In the following, we describe the process for the first layer, which we repeated separately for all seven layers. For all object images, we computed the activations for the current layer and vectorized them. Subsequently, within each of the 1,854 object concepts, we calculated the Pearson correlation coefficients between all pairs of vectors. For example, for an object concept containing 12 object images, this step yielded 66 correlation coefficients. Finally, we used MATLAB to display the object pairs subsequently, starting with the pair with the largest correlation coefficient and subsequently moving down correlation coefficient size. We manually checked the first 1,500 pairs and removed images that were duplicates, were the same object taken from different angles, or had an identical background. Screening the first 1,500 pairs proved to be effective, and not a single image was removed within the last 100 of those image pairs. We repeated this process for all seven layers. Since different network layers produced similar duplicate candidates, we excluded pairs that had been screen previously, but still screened an additional 1,500 pairs manually per layer.
Assignment of image order and image name in final database.
As the final step, we converted all images to jpeg-format, determined the final order of object images, and standardized their filenames.

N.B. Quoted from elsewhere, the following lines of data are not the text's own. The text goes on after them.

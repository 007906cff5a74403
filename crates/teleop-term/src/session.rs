//! Demonstration session.
//!
//! Drives an [`InputMapper`] once per tick the way a simulation loop would,
//! issuing a reset at every episode boundary and logging throughput per
//! episode. Generic over [`KeySource`] so scripted input exercises the same
//! loop as the terminal.

use std::{
    num::{NonZeroU32, NonZeroU64},
    time::{Duration, Instant},
};

use teleop_core::{AgentKind, ConfigError, InputMapper, KeySource, MapperConfig};

/// Default tick rate.
pub const DEFAULT_RATE_HZ: NonZeroU32 = match NonZeroU32::new(50) {
    Some(rate) => rate,
    None => unreachable!(),
};

/// Default episode length in ticks.
pub const DEFAULT_EPISODE_STEPS: NonZeroU64 = match NonZeroU64::new(1000) {
    Some(steps) => steps,
    None => unreachable!(),
};

/// Session parameters.
#[derive(Debug, Clone, PartialEq)]
pub struct SessionConfig {
    /// Simulator agent name.
    pub agent: String,
    /// Ticks per second.
    pub rate_hz: NonZeroU32,
    /// Ticks per episode before the control state is reset.
    pub episode_steps: NonZeroU64,
    /// Stop after this many ticks. `None` runs until interrupted.
    pub max_steps: Option<u64>,
    /// Initial step sizes and decay factors.
    pub mapper: MapperConfig,
}

impl Default for SessionConfig {
    fn default() -> Self {
        Self {
            agent: "youbot_noplugin".to_owned(),
            rate_hz: DEFAULT_RATE_HZ,
            episode_steps: DEFAULT_EPISODE_STEPS,
            max_steps: None,
            mapper: MapperConfig::default(),
        }
    }
}

impl SessionConfig {
    /// Wall-clock time budget for one tick.
    pub fn tick_period(&self) -> Duration {
        Duration::from_secs(1) / self.rate_hz.get()
    }
}

/// Episode bookkeeping around a mapper.
#[derive(Debug)]
pub struct DemoSession<S> {
    mapper: InputMapper<S>,
    episode_steps: NonZeroU64,
    /// Ticks since the last reset.
    episode_step: u64,
    /// Completed episodes.
    episodes: u64,
    /// Ticks since the session started.
    total_steps: u64,
    episode_started: Instant,
}

impl<S: KeySource> DemoSession<S> {
    /// Wrap a mapper.
    pub fn new(mapper: InputMapper<S>, episode_steps: NonZeroU64) -> Self {
        Self {
            mapper,
            episode_steps,
            episode_step: 0,
            episodes: 0,
            total_steps: 0,
            episode_started: Instant::now(),
        }
    }

    /// Build a mapper for `config.agent` on top of `source`.
    pub fn from_config(config: &SessionConfig, source: S) -> Result<Self, ConfigError> {
        let agent = AgentKind::from_name(&config.agent);
        let mapper = InputMapper::with_config(agent, source, &config.mapper)?;
        Ok(Self::new(mapper, config.episode_steps))
    }

    /// Run one tick and return the agent's action vector.
    ///
    /// The reset for an episode boundary happens after the tick that
    /// completes the episode, so the returned actions still belong to it.
    pub fn tick(&mut self) -> Result<Vec<f64>, S::Error> {
        let actions = self.mapper.agent_actions()?;
        self.total_steps += 1;
        self.episode_step += 1;
        tracing::debug!(step = self.total_steps, ?actions, "agent actions");

        if self.episode_step >= self.episode_steps.get() {
            self.finish_episode();
        }
        Ok(actions)
    }

    /// Run until `max_steps` ticks have been issued, pacing ticks to `period`.
    ///
    /// Returns the number of ticks run.
    pub fn run(&mut self, max_steps: Option<u64>, period: Duration) -> Result<u64, S::Error> {
        let mut ran = 0;
        while max_steps.is_none_or(|max| ran < max) {
            let started = Instant::now();
            self.tick()?;
            ran += 1;

            if let Some(remaining) = period.checked_sub(started.elapsed()) {
                std::thread::sleep(remaining);
            }
        }
        Ok(ran)
    }

    fn finish_episode(&mut self) {
        let elapsed = self.episode_started.elapsed().as_secs_f64();
        let steps_per_sec = if elapsed > 0.0 { self.episode_step as f64 / elapsed } else { 0.0 };
        tracing::info!(
            episode = self.episodes,
            steps = self.episode_step,
            "step per second: {steps_per_sec:.1}"
        );

        self.mapper.reset();
        tracing::debug!(agent = %self.mapper.agent(), "control state reset");
        self.episodes += 1;
        self.episode_step = 0;
        self.episode_started = Instant::now();
    }

    /// Completed episodes.
    pub fn episodes(&self) -> u64 {
        self.episodes
    }

    /// Ticks since the session started.
    pub fn total_steps(&self) -> u64 {
        self.total_steps
    }

    /// Underlying mapper.
    pub fn mapper(&self) -> &InputMapper<S> {
        &self.mapper
    }

    /// Mutable underlying mapper.
    pub fn mapper_mut(&mut self) -> &mut InputMapper<S> {
        &mut self.mapper
    }
}
//! Mapper configuration.
//!
//! Step sizes and decay factors are fixed for the lifetime of an
//! [`crate::InputMapper`] except through the `+`/`-` keys, so they are chosen
//! once here and validated before any state is built.

use serde::{Deserialize, Serialize};
use thiserror::Error;

/// Invalid mapper configuration.
#[derive(Error, Debug, Clone, PartialEq)]
pub enum ConfigError {
    /// Step size is zero, negative, or not finite.
    #[error("{field} must be a positive finite number, got {value}")]
    InvalidStep {
        /// Name of the offending field
        field: &'static str,
        /// Rejected value
        value: f64,
    },

    /// Decay factor outside `[0, 1]`.
    #[error("{field} must be within [0, 1], got {value}")]
    InvalidDecay {
        /// Name of the offending field
        field: &'static str,
        /// Rejected value
        value: f64,
    },
}

/// Initial step sizes and per-tick decay factors.
#[derive(Debug, Clone, Copy, PartialEq, Serialize, Deserialize)]
#[serde(default)]
pub struct MapperConfig {
    /// Increment applied to speed or turning per movement key.
    pub wheel_step: f64,
    /// Increment applied to the gripper offset per gripper key.
    pub gripper_step: f64,
    /// Multiplier applied to speed every tick.
    pub speed_decay: f64,
    /// Multiplier applied to turning every tick.
    pub turning_decay: f64,
}

impl Default for MapperConfig {
    fn default() -> Self {
        Self { wheel_step: 0.5, gripper_step: 0.02, speed_decay: 0.9, turning_decay: 0.5 }
    }
}

impl MapperConfig {
    /// Check every field.
    ///
    /// A decay of exactly 1.0 is accepted: values then hold until a reverse
    /// key zeroes them.
    pub fn validate(&self) -> Result<(), ConfigError> {
        check_step("wheel_step", self.wheel_step)?;
        check_step("gripper_step", self.gripper_step)?;
        check_decay("speed_decay", self.speed_decay)?;
        check_decay("turning_decay", self.turning_decay)?;
        Ok(())
    }
}

fn check_step(field: &'static str, value: f64) -> Result<(), ConfigError> {
    if value.is_finite() && value > 0.0 {
        Ok(())
    } else {
        Err(ConfigError::InvalidStep { field, value })
    }
}

fn check_decay(field: &'static str, value: f64) -> Result<(), ConfigError> {
    if (0.0..=1.0).contains(&value) {
        Ok(())
    } else {
        Err(ConfigError::InvalidDecay { field, value })
    }
}
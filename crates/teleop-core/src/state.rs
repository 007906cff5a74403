//! Control state accumulated from key presses.
//!
//! This is the only mutable state of the mapper. Every tick first decays the
//! continuous values and then applies at most one [`KeyCommand`]. The order is
//! load-bearing: a held key never settles at a steady value but oscillates
//! around a decayed equilibrium.

use crate::{KeyCommand, MapperConfig};

/// Magnitude beyond which a reverse key zeroes speed or turning instead of
/// stepping through zero.
pub const ZERO_THRESHOLD: f64 = 0.01;

/// Multiplier applied to both step sizes by `+`.
const STEP_GROWTH: f64 = 1.5;

/// Multiplier applied to both step sizes by `-`.
const STEP_SHRINK: f64 = 0.7;

/// Speed, turning, gripper pose and step sizes.
///
/// # Invariants
///
/// - `speed` and `turning` are multiplied by their decay every tick.
/// - Step sizes only change through [`KeyCommand::StepUp`] and
///   [`KeyCommand::StepDown`] and survive [`ControlState::reset`].
#[derive(Debug, Clone, PartialEq)]
pub struct ControlState {
    /// Forward speed. Positive is forward.
    pub speed: f64,
    /// Turning rate. Positive turns right.
    pub turning: f64,
    /// Gripper positional bias along x, y, z.
    pub gripper_offset: [f64; 3],
    /// Gripper fingers open.
    pub gripper_open: bool,
    /// Current increment for speed and turning.
    pub wheel_step: f64,
    /// Current increment for the gripper offset.
    pub gripper_step: f64,
    /// Per-tick speed multiplier.
    pub speed_decay: f64,
    /// Per-tick turning multiplier.
    pub turning_decay: f64,
}

impl Default for ControlState {
    fn default() -> Self {
        Self::from_config(&MapperConfig::default())
    }
}

impl ControlState {
    /// Initial state for the given configuration.
    pub fn from_config(config: &MapperConfig) -> Self {
        Self {
            speed: 0.0,
            turning: 0.0,
            gripper_offset: [0.0; 3],
            gripper_open: true,
            wheel_step: config.wheel_step,
            gripper_step: config.gripper_step,
            speed_decay: config.speed_decay,
            turning_decay: config.turning_decay,
        }
    }

    /// Advance one tick: decay, then apply `key` if present.
    pub fn tick(&mut self, key: Option<KeyCommand>) {
        self.decay();
        if let Some(key) = key {
            self.apply(key);
        }
    }

    /// Attenuate speed and turning toward zero.
    pub fn decay(&mut self) {
        self.speed *= self.speed_decay;
        self.turning *= self.turning_decay;
    }

    /// Apply a single key effect. Does not decay.
    pub fn apply(&mut self, key: KeyCommand) {
        match key {
            KeyCommand::Forward => {
                self.speed =
                    if self.speed < -ZERO_THRESHOLD { 0.0 } else { self.speed + self.wheel_step };
            },
            KeyCommand::Backward => {
                self.speed =
                    if self.speed > ZERO_THRESHOLD { 0.0 } else { self.speed - self.wheel_step };
            },
            KeyCommand::TurnLeft => {
                self.turning = if self.turning > ZERO_THRESHOLD {
                    0.0
                } else {
                    self.turning - self.wheel_step
                };
            },
            KeyCommand::TurnRight => {
                self.turning = if self.turning < -ZERO_THRESHOLD {
                    0.0
                } else {
                    self.turning + self.wheel_step
                };
            },
            KeyCommand::GripperXMinus => self.gripper_offset[0] -= self.gripper_step,
            KeyCommand::GripperXPlus => self.gripper_offset[0] += self.gripper_step,
            KeyCommand::GripperYMinus => self.gripper_offset[1] -= self.gripper_step,
            KeyCommand::GripperYPlus => self.gripper_offset[1] += self.gripper_step,
            KeyCommand::ToggleGripper => self.gripper_open = !self.gripper_open,
            KeyCommand::StepUp => {
                self.wheel_step *= STEP_GROWTH;
                self.gripper_step *= STEP_GROWTH;
            },
            KeyCommand::StepDown => {
                self.wheel_step *= STEP_SHRINK;
                self.gripper_step *= STEP_SHRINK;
            },
        }
    }

    /// Clear motion and gripper pose for a new episode.
    ///
    /// Step sizes and decay factors are kept.
    pub fn reset(&mut self) {
        self.gripper_offset = [0.0; 3];
        self.gripper_open = true;
        self.speed = 0.0;
        self.turning = 0.0;
    }

    /// Left wheel command for differential steering.
    pub fn left_wheel(&self) -> f64 {
        self.speed + self.turning
    }

    /// Right wheel command for differential steering.
    pub fn right_wheel(&self) -> f64 {
        self.speed - self.turning
    }
}

#[cfg(test)]
#[allow(clippy::float_cmp)]
mod tests {
    use super::*;

    fn approx(a: f64, b: f64) -> bool {
        (a - b).abs() < 1e-12
    }

    #[test]
    fn forward_from_rest_adds_step() {
        let mut state = ControlState::default();
        state.tick(Some(KeyCommand::Forward));
        assert_eq!(state.speed, 0.5);
    }

    #[test]
    fn decay_runs_before_key() {
        let mut state = ControlState { speed: 1.0, ..Default::default() };
        state.tick(Some(KeyCommand::Forward));
        assert!(approx(state.speed, 0.9 + 0.5));
    }

    #[test]
    fn forward_while_reversing_stops() {
        let mut state = ControlState { speed: -0.5, ..Default::default() };
        state.tick(Some(KeyCommand::Forward));
        assert_eq!(state.speed, 0.0);
    }

    #[test]
    fn backward_while_moving_forward_stops() {
        let mut state = ControlState { speed: 0.3, ..Default::default() };
        state.tick(Some(KeyCommand::Backward));
        assert_eq!(state.speed, 0.0);
    }

    #[test]
    fn reverse_key_inside_threshold_steps_through_zero() {
        // The threshold is checked after decay: -0.005 becomes -0.0045, which
        // is inside it, so the step is added rather than zeroing the speed
        let mut state = ControlState { speed: -0.005, ..Default::default() };
        state.tick(Some(KeyCommand::Forward));
        assert!(approx(state.speed, -0.0045 + 0.5));
    }

    #[test]
    fn threshold_applies_to_decayed_value() {
        // 0.011 is past the threshold but decays to 0.0099 first
        let mut state = ControlState { speed: 0.011, ..Default::default() };
        state.tick(Some(KeyCommand::Backward));
        assert!(approx(state.speed, 0.0099 - 0.5));
    }

    #[test]
    fn turning_keys_mirror_speed_keys() {
        let mut state = ControlState::default();
        state.tick(Some(KeyCommand::TurnLeft));
        assert_eq!(state.turning, -0.5);

        // -0.25 after decay, right turn zeroes it
        state.tick(Some(KeyCommand::TurnRight));
        assert_eq!(state.turning, 0.0);

        state.tick(Some(KeyCommand::TurnRight));
        assert_eq!(state.turning, 0.5);

        state.tick(Some(KeyCommand::TurnLeft));
        assert_eq!(state.turning, 0.0);
    }

    #[test]
    fn gripper_keys_move_offset() {
        let mut state = ControlState::default();
        state.apply(KeyCommand::GripperXPlus);
        state.apply(KeyCommand::GripperXPlus);
        state.apply(KeyCommand::GripperXMinus);
        state.apply(KeyCommand::GripperYMinus);

        assert!(approx(state.gripper_offset[0], 0.02));
        assert!(approx(state.gripper_offset[1], -0.02));
        assert_eq!(state.gripper_offset[2], 0.0);

        state.apply(KeyCommand::GripperYPlus);
        assert!(approx(state.gripper_offset[1], 0.0));
    }

    #[test]
    fn toggle_flips_gripper() {
        let mut state = ControlState::default();
        assert!(state.gripper_open);
        state.apply(KeyCommand::ToggleGripper);
        assert!(!state.gripper_open);
        state.apply(KeyCommand::ToggleGripper);
        assert!(state.gripper_open);
    }

    #[test]
    fn step_keys_scale_both_steps() {
        let mut state = ControlState::default();
        state.apply(KeyCommand::StepUp);
        assert!(approx(state.wheel_step, 0.75));
        assert!(approx(state.gripper_step, 0.03));

        state.apply(KeyCommand::StepDown);
        assert!(approx(state.wheel_step, 0.75 * 0.7));
        assert!(approx(state.gripper_step, 0.03 * 0.7));
    }

    #[test]
    fn reset_keeps_steps_and_decays() {
        let config =
            MapperConfig { wheel_step: 0.2, gripper_step: 0.1, speed_decay: 0.8, turning_decay: 0.6 };
        let mut state = ControlState::from_config(&config);
        for key in [
            KeyCommand::Forward,
            KeyCommand::TurnRight,
            KeyCommand::GripperXPlus,
            KeyCommand::ToggleGripper,
            KeyCommand::StepUp,
        ] {
            state.apply(key);
        }

        state.reset();

        assert_eq!(state.speed, 0.0);
        assert_eq!(state.turning, 0.0);
        assert_eq!(state.gripper_offset, [0.0; 3]);
        assert!(state.gripper_open);
        assert!(approx(state.wheel_step, 0.3));
        assert!(approx(state.gripper_step, 0.15));
        assert_eq!(state.speed_decay, 0.8);
        assert_eq!(state.turning_decay, 0.6);
    }
}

As described above, the goal for the final database was to have at least 12 images per concept. For the reason of simplicity, we deemed the first 12 images of each concept to be the most relevant ones. The first image of each concept was the reference image used in the object naming task, unless it was not of sufficient quality and had been excluded (number of excluded reference images: 191). All other images were initially sorted by image size. Then, we shuffled the order of the 11 largest images. For all concepts with more than 12 images, we separately shuffled the order of the remaining images. Since for comparison to computational vision algorithms it is often important to know which images were used for training an algorithm and since ImageNet is commonly used, all images chosen from ImageNet were labeled with the letter n. All reference images were labeled with the letter b, and all other images with the letter s.
Similarity matrices from computational models of semantics and vision
Semantic embedding based on synset vectors.
Semantic embeddings provide a low dimensional vector representation of words based on their co-occurrence statistics in large text corpora that approximate the relationship between word meanings. Recent developments in word embeddings based on shallow neural networks, in particular word2vec , have led to strong improvements in performance. A recent modeling approach  combined word2vec with knowledge about different senses based on WordNet synsets, providing separate vectors for different meanings of words. Here, we extracted those synset vectors (1) to create a similarity matrix in order to visualize the semantic distribution of different concepts, and (2) to provide a quantitative basis for the selection of a representative subset of concepts based on their semantic similarity and (3) to offer a resource for researchers who intend to use them alongside the concepts. In short, for all synsets, we extracted 300-dimensional synset vectors from those provided by Pilehvar and Collier  (https://pilehvar.github.io/deconf/) that had been trained with word2vec on the Google News Corpus (https://code.google.com/archive/p/word2vec/). For words not represented in WordNet or missing in the synset vector representations, we chose the original word2vec model, but rescaled word vectors to have the same standard deviation as synset vectors since synset vectors were reduced in variance. Finally, we calculated a similarity matrix between words using the Pearson correlation (the common cosine distance and Euclidean distance led to very similar results, all r > 0.96).
Deep convolutional neural network activations for all object images.
Deep convolutional neural networks (CNNs) offer a computational model of object recognition and–due to their excellent performance–have become very popular models not only in the field of computer science, but also in psychology and neuroscience [34–36] (for review, see [37, 38]). We extracted the activations of CNN layers for two purposes. First, we use them to identify the degree of selectivity of each object concept and how it increases from early to late layers. Second, we provide similarity matrices of the images as an additional resource for researchers. To this end, we used CorNet-S , a comparably shallow recurrent neural network architecture inspired by the ventral visual stream in the macaque brain. For each of the images contained in our database, we extracted the activations for all five layers in CorNet-S and converted them to vectors. For each layer, we then created a similarity matrix by computing the Pearson correlation coefficient between all pairs of vectors.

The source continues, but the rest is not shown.